(Stored data)
//! End-to-end grant lifecycle over the in-memory backend: code
//! exchange, refresh rotation, and replay hardening.

mod common;

use common::*;
use ferroauth::token::IntrospectionRequest;

#[tokio::test]
async fn authorization_code_exchange_yields_full_response() {
    let engine = engine().await;
    let client = confidential_client("web-app");
    let (code, verifier, _) = authorize(&engine, &client, "openid profile", Some("n-0S6_WzA2Mj")).await;

    let mut request = empty_token_request("authorization_code");
    request.code = Some(code);
    request.redirect_uri = Some(REDIRECT_URI.to_string());
    request.code_verifier = Some(verifier.as_str().to_string());

    let response = engine.service.handle(&request, &client).await.unwrap();
    assert_eq!(response.token_type, "Bearer");
    assert_eq!(response.scope, "openid profile");
    assert!(response.refresh_token.is_some());
    assert!(response.id_token.is_some());
    // access token is a compact JWT
    assert_eq!(response.access_token.split('.').count(), 3);
}

#[tokio::test]
async fn code_cannot_be_redeemed_twice() {
    let engine = engine().await;
    let client = confidential_client("web-app");
    let (code, verifier, _) = authorize(&engine, &client, "openid", None).await;

    let mut request = empty_token_request("authorization_code");
    request.code = Some(code);
    request.redirect_uri = Some(REDIRECT_URI.to_string());
    request.code_verifier = Some(verifier.as_str().to_string());

    engine.service.handle(&request, &client).await.unwrap();
    let err = engine.service.handle(&request, &client).await.unwrap_err();
    assert_eq!(err.oauth_error_code(), "invalid_grant");
}

#[tokio::test]
async fn pkce_mismatch_rejects_exchange() {
    let engine = engine().await;
    let client = confidential_client("web-app");
    let (code, _, _) = authorize(&engine, &client, "openid", None).await;

    let mut request = empty_token_request("authorization_code");
    request.code = Some(code);
    request.redirect_uri = Some(REDIRECT_URI.to_string());
    request.code_verifier = Some(
        ferroauth::oauth::PkceVerifier::generate()
            .as_str()
            .to_string(),
    );

    let err = engine.service.handle(&request, &client).await.unwrap_err();
    assert_eq!(err.oauth_error_code(), "invalid_grant");
}

#[tokio::test]
async fn refresh_rotation_links_and_retires() {
    let engine = engine().await;
    let client = confidential_client("web-app");
    let first = authorize_and_exchange(&engine, &client, "openid profile").await;
    let old_refresh = first.refresh_token.unwrap();

    let mut request = empty_token_request("refresh_token");
    request.refresh_token = Some(old_refresh.clone());
    let second = engine.service.handle(&request, &client).await.unwrap();
    let new_refresh = second.refresh_token.unwrap();
    assert_ne!(old_refresh, new_refresh);

    // old token is spent
    let err = engine.service.handle(&request, &client).await.unwrap_err();
    assert_eq!(err.oauth_error_code(), "invalid_grant");
}

#[tokio::test]
async fn replayed_refresh_token_kills_the_whole_chain() {
    let engine = engine().await;
    let client = confidential_client("web-app");
    let first = authorize_and_exchange(&engine, &client, "openid profile").await;
    let gen1 = first.refresh_token.unwrap();

    // rotate twice: gen1 -> gen2 -> gen3
    let mut request = empty_token_request("refresh_token");
    request.refresh_token = Some(gen1.clone());
    let second = engine.service.handle(&request, &client).await.unwrap();
    let gen2 = second.refresh_token.unwrap();

    request.refresh_token = Some(gen2);
    let third = engine.service.handle(&request, &client).await.unwrap();
    let gen3 = third.refresh_token.unwrap();

    // replay the oldest token
    request.refresh_token = Some(gen1);
    let err = engine.service.handle(&request, &client).await.unwrap_err();
    assert_eq!(err.oauth_error_code(), "invalid_grant");

    // the newest token in the chain is dead too
    request.refresh_token = Some(gen3);
    let err = engine.service.handle(&request, &client).await.unwrap_err();
    assert_eq!(err.oauth_error_code(), "invalid_grant");

    // and the latest access token no longer introspects active
    let introspected = engine
        .service
        .introspect(&IntrospectionRequest {
            token: third.access_token,
            token_type_hint: None,
        })
        .await
        .unwrap();
    assert!(!introspected.active);
}

#[tokio::test]
async fn refresh_scope_can_narrow_but_not_widen() {
    let engine = engine().await;
    let client = confidential_client("web-app");
    let first = authorize_and_exchange(&engine, &client, "openid profile email").await;

    let mut request = empty_token_request("refresh_token");
    request.refresh_token = first.refresh_token;
    request.scope = Some("openid profile".to_string());
    let narrowed = engine.service.handle(&request, &client).await.unwrap();
    assert_eq!(narrowed.scope, "openid profile");

    // narrowing does not shrink the grant itself: the next rotation
    // can still ask for anything from the original set
    let mut request = empty_token_request("refresh_token");
    request.refresh_token = narrowed.refresh_token;
    request.scope = Some("email".to_string());
    let response = engine.service.handle(&request, &client).await.unwrap();
    assert_eq!(response.scope, "email");

    let mut request = empty_token_request("refresh_token");
    request.refresh_token = response.refresh_token;
    request.scope = Some("email api:write".to_string());
    let err = engine.service.handle(&request, &client).await.unwrap_err();
    assert_eq!(err.oauth_error_code(), "invalid_scope");
}

#[tokio::test]
async fn wrong_client_cannot_use_anothers_refresh_token() {
    let engine = engine().await;
    let client = confidential_client("web-app");
    let response = authorize_and_exchange(&engine, &client, "openid").await;

    let other = confidential_client("other-app");
    let mut request = empty_token_request("refresh_token");
    request.refresh_token = response.refresh_token;
    let err = engine.service.handle(&request, &other).await.unwrap_err();
    assert_eq!(err.oauth_error_code(), "invalid_grant");
}

#[tokio::test]
async fn client_credentials_issues_bare_access_token() {
    let engine = engine().await;
    let client = confidential_client("web-app");

    let mut request = empty_token_request("client_credentials");
    request.scope = Some("api:read".to_string());
    let response = engine.service.handle(&request, &client).await.unwrap();
    assert_eq!(response.scope, "api:read");
    assert!(response.refresh_token.is_none());
    assert!(response.id_token.is_none());

    // subject is the client itself
    let introspected = engine
        .service
        .introspect(&IntrospectionRequest {
            token: response.access_token,
            token_type_hint: None,
        })
        .await
        .unwrap();
    assert!(introspected.active);
    assert_eq!(introspected.sub.as_deref(), Some("web-app"));
}

#[tokio::test]
async fn empty_scope_defaults_to_full_allowed_set() {
    let engine = engine().await;
    let client = confidential_client("web-app");

    let request = empty_token_request("client_credentials");
    let response = engine.service.handle(&request, &client).await.unwrap();
    // unrestricted client gets every registered scope
    assert_eq!(response.scope, "openid profile email api:read api:write");
}

#[tokio::test]
async fn public_client_cannot_use_client_credentials() {
    let engine = engine().await;
    let client = public_client("spa-app");

    let request = empty_token_request("client_credentials");
    let err = engine.service.handle(&request, &client).await.unwrap_err();
    assert_eq!(err.oauth_error_code(), "unauthorized_client");
}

WORK INSTRUCTIONS:
The records above should be duplicated in full, exactly as given.

WRITTEN SOLUTION:
//! End-to-end grant lifecycle over the in-memory backend: code
//! exchange, refresh rotation, and replay hardening.

mod common;

use common::*;
use ferroauth::token::IntrospectionRequest;

#[tokio::test]
async fn authorization_code_exchange_yields_full_response() {
    let engine = engine().await;
    let client = confidential_client("web-app");
    let (code, verifier, _) = authorize(&engine, &client, "openid profile", Some("n-0S6_WzA2Mj")).await;

    let mut request = empty_token_request("authorization_code");
    request.code = Some(code);
    request.redirect_uri = Some(REDIRECT_URI.to_string());
    request.code_verifier = Some(verifier.as_str().to_string());

    let response = engine.service.handle(&request, &client).await.unwrap();
    assert_eq!(response.token_type, "Bearer");
    assert_eq!(response.scope, "openid profile");
    assert!(response.refresh_token.is_some());
    assert!(response.id_token.is_some());
    // access token is a compact JWT
    assert_eq!(response.access_token.split('.').count(), 3);
}

#[tokio::test]
async fn code_cannot_be_redeemed_twice() {
    let engine = engine().await;
    let client = confidential_client("web-app");
    let (code, verifier, _) = authorize(&engine, &client, "openid", None).await;

    let mut request = empty_token_request("authorization_code");
    request.code = Some(code);
    request.redirect_uri = Some(REDIRECT_URI.to_string());
    request.code_verifier = Some(verifier.as_str().to_string());

    engine.service.handle(&request, &client).await.unwrap();
    let err = engine.service.handle(&request, &client).await.unwrap_err();
    assert_eq!(err.oauth_error_code(), "invalid_grant");
}

#[tokio::test]
async fn pkce_mismatch_rejects_exchange() {
    let engine = engine().await;
    let client = confidential_client("web-app");
    let (code, _, _) = authorize(&engine, &client, "openid", None).await;

    let mut request = empty_token_request("authorization_code");
    request.code = Some(code);
    request.redirect_uri = Some(REDIRECT_URI.to_string());
    request.code_verifier = Some(
        ferroauth::oauth::PkceVerifier::generate()
            .as_str()
            .to_string(),
    );

    let err = engine.service.handle(&request, &client).await.unwrap_err();
    assert_eq!(err.oauth_error_code(), "invalid_grant");
}

#[tokio::test]
async fn refresh_rotation_links_and_retires() {
    let engine = engine().await;
    let client = confidential_client("web-app");
    let first = authorize_and_exchange(&engine, &client, "openid profile").await;
    let old_refresh = first.refresh_token.unwrap();

    let mut request = empty_token_request("refresh_token");
    request.refresh_token = Some(old_refresh.clone());
    let second = engine.service.handle(&request, &client).await.unwrap();
    let new_refresh = second.refresh_token.unwrap();
    assert_ne!(old_refresh, new_refresh);

    // old token is spent
    let err = engine.service.handle(&request, &client).await.unwrap_err();
    assert_eq!(err.oauth_error_code(), "invalid_grant");
}

#[tokio::test]
async fn replayed_refresh_token_kills_the_whole_chain() {
    let engine = engine().await;
    let client = confidential_client("web-app");
    let first = authorize_and_exchange(&engine, &client, "openid profile").await;
    let gen1 = first.refresh_token.unwrap();

    // rotate twice: gen1 -> gen2 -> gen3
    let mut request = empty_token_request("refresh_token");
    request.refresh_token = Some(gen1.clone());
    let second = engine.service.handle(&request, &client).await.unwrap();
    let gen2 = second.refresh_token.unwrap();

    request.refresh_token = Some(gen2);
    let third = engine.service.handle(&request, &client).await.unwrap();
    let gen3 = third.refresh_token.unwrap();

    // replay the oldest token
    request.refresh_token = Some(gen1);
    let err = engine.service.handle(&request, &client).await.unwrap_err();
    assert_eq!(err.oauth_error_code(), "invalid_grant");

    // the newest token in the chain is dead too
    request.refresh_token = Some(gen3);
    let err = engine.service.handle(&request, &client).await.unwrap_err();
    assert_eq!(err.oauth_error_code(), "invalid_grant");

    // and the latest access token no longer introspects active
    let introspected = engine
        .service
        .introspect(&IntrospectionRequest {
            token: third.access_token,
            token_type_hint: None,
        })
        .await
        .unwrap();
    assert!(!introspected.active);
}

#[tokio::test]
async fn refresh_scope_can_narrow_but_not_widen() {
    let engine = engine().await;
    let client = confidential_client("web-app");
    let first = authorize_and_exchange(&engine, &client, "openid profile email").await;

    let mut request = empty_token_request("refresh_token");
    request.refresh_token = first.refresh_token;
    request.scope = Some("openid profile".to_string());
    let narrowed = engine.service.handle(&request, &client).await.unwrap();
    assert_eq!(narrowed.scope, "openid profile");

    // narrowing does not shrink the grant itself: the next rotation
    // can still ask for anything from the original set
    let mut request = empty_token_request("refresh_token");
    request.refresh_token = narrowed.refresh_token;
    request.scope = Some("email".to_string());
    let response = engine.service.handle(&request, &client).await.unwrap();
    assert_eq!(response.scope, "email");

    let mut request = empty_token_request("refresh_token");
    request.refresh_token = response.refresh_token;
    request.scope = Some("email api:write".to_string());
    let err = engine.service.handle(&request, &client).await.unwrap_err();
    assert_eq!(err.oauth_error_code(), "invalid_scope");
}

#[tokio::test]
async fn wrong_client_cannot_use_anothers_refresh_token() {
    let engine = engine().await;
    let client = confidential_client("web-app");
    let response = authorize_and_exchange(&engine, &client, "openid").await;

    let other = confidential_client("other-app");
    let mut request = empty_token_request("refresh_token");
    request.refresh_token = response.refresh_token;
    let err = engine.service.handle(&request, &other).await.unwrap_err();
    assert_eq!(err.oauth_error_code(), "invalid_grant");
}

#[tokio::test]
async fn client_credentials_issues_bare_access_token() {
    let engine = engine().await;
    let client = confidential_client("web-app");

    let mut request = empty_token_request("client_credentials");
    request.scope = Some("api:read".to_string());
    let response = engine.service.handle(&request, &client).await.unwrap();
    assert_eq!(response.scope, "api:read");
    assert!(response.refresh_token.is_none());
    assert!(response.id_token.is_none());

    // subject is the client itself
    let introspected = engine
        .service
        .introspect(&IntrospectionRequest {
            token: response.access_token,
            token_type_hint: None,
        })
        .await
        .unwrap();
    assert!(introspected.active);
    assert_eq!(introspected.sub.as_deref(), Some("web-app"));
}

#[tokio::test]
async fn empty_scope_defaults_to_full_allowed_set() {
    let engine = engine().await;
    let client = confidential_client("web-app");

    let request = empty_token_request("client_credentials");
    let response = engine.service.handle(&request, &client).await.unwrap();
    // unrestricted client gets every registered scope
    assert_eq!(response.scope, "openid profile email api:read api:write");
}

#[tokio::test]
async fn public_client_cannot_use_client_credentials() {
    let engine = engine().await;
    let client = public_client("spa-app");

    let request = empty_token_request("client_credentials");
    let err = engine.service.handle(&request, &client).await.unwrap_err();
    assert_eq!(err.oauth_error_code(), "unauthorized_client");
}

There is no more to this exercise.